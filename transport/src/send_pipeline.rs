use std::net::SocketAddr;
use std::sync::Arc;

use async_trait::async_trait;
#[cfg(test)] use mockall::automock;
use tokio::net::UdpSocket;
use tracing::{error, trace};

use crate::buffers::fixed_buffer::FixedBuf;
use crate::encryption::PacketEncryption;

/// This is an abstraction for sending a buffer on a UDP socket, introduced to facilitate mocking
///  the I/O part away for testing
#[cfg_attr(test, automock)]
#[async_trait]
pub trait SendSocket: Send + Sync + 'static {
    async fn do_send_packet(&self, to: SocketAddr, packet_buf: &[u8]);

    fn local_addr(&self) -> SocketAddr;
}

#[async_trait]
impl SendSocket for Arc<UdpSocket> {
    async fn do_send_packet(&self, to: SocketAddr, packet_buf: &[u8]) {
        trace!("UDP socket: sending packet to {:?}", to);

        if let Err(e) = self.send_to(packet_buf, to).await {
            error!("error sending UDP packet to {:?}: {}", to, e);
        }
    }

    fn local_addr(&self) -> SocketAddr {
        self.as_ref().local_addr()
            .expect("UdpSocket should have an initialized local addr")
    }
}


#[derive(Clone)]
pub struct SendPipeline {
    socket: Arc<dyn SendSocket>,
    encryption: Arc<dyn PacketEncryption>,
}

impl SendPipeline {
    pub fn new(socket: Arc<dyn SendSocket>, encryption: Arc<dyn PacketEncryption>) -> SendPipeline {
        SendPipeline { socket, encryption }
    }

    pub fn local_addr(&self) -> SocketAddr {
        self.socket.local_addr()
    }

    /// seal the assembled packet in place and send it; the buffer retains the sealed bytes so
    ///  they can be retransmitted verbatim
    pub async fn seal_and_send_packet(&self, to: SocketAddr, packet_buf: &mut FixedBuf) {
        self.encryption.seal(packet_buf);
        self.socket.do_send_packet(to, packet_buf.as_ref()).await;
    }

    /// resend previously sealed bytes unchanged
    pub async fn resend_packet(&self, to: SocketAddr, sealed_buf: &[u8]) {
        self.socket.do_send_packet(to, sealed_buf).await;
    }
}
=====
_Aim of the exercise_. Each record above is to be reproduced word for word.

_Answer area_.
filename transport/src/send_pipeline.rs
use std::net::SocketAddr;
use std::sync::Arc;

use async_trait::async_trait;
#[cfg(test)] use mockall::automock;
use tokio::net::UdpSocket;
use tracing::{error, trace};

use crate::buffers::fixed_buffer::FixedBuf;
use crate::encryption::PacketEncryption;

/// This is an abstraction for sending a buffer on a UDP socket, introduced to facilitate mocking
///  the I/O part away for testing
#[cfg_attr(test, automock)]
#[async_trait]
pub trait SendSocket: Send + Sync + 'static {
    async fn do_send_packet(&self, to: SocketAddr, packet_buf: &[u8]);

    fn local_addr(&self) -> SocketAddr;
}

#[async_trait]
impl SendSocket for Arc<UdpSocket> {
    async fn do_send_packet(&self, to: SocketAddr, packet_buf: &[u8]) {
        trace!("UDP socket: sending packet to {:?}", to);

        if let Err(e) = self.send_to(packet_buf, to).await {
            error!("error sending UDP packet to {:?}: {}", to, e);
        }
    }

    fn local_addr(&self) -> SocketAddr {
        self.as_ref().local_addr()
            .expect("UdpSocket should have an initialized local addr")
    }
}


#[derive(Clone)]
pub struct SendPipeline {
    socket: Arc<dyn SendSocket>,
    encryption: Arc<dyn PacketEncryption>,
}

impl SendPipeline {
    pub fn new(socket: Arc<dyn SendSocket>, encryption: Arc<dyn PacketEncryption>) -> SendPipeline {
        SendPipeline { socket, encryption }
    }

    pub fn local_addr(&self) -> SocketAddr {
        self.socket.local_addr()
    }

    /// seal the assembled packet in place and send it; the buffer retains the sealed bytes so
    ///  they can be retransmitted verbatim
    pub async fn seal_and_send_packet(&self, to: SocketAddr, packet_buf: &mut FixedBuf) {
        self.encryption.seal(packet_buf);
        self.socket.do_send_packet(to, packet_buf.as_ref()).await;
    }

    /// resend previously sealed bytes unchanged
    pub async fn resend_packet(&self, to: SocketAddr, sealed_buf: &[u8]) {
        self.socket.do_send_packet(to, sealed_buf).await;
    }
}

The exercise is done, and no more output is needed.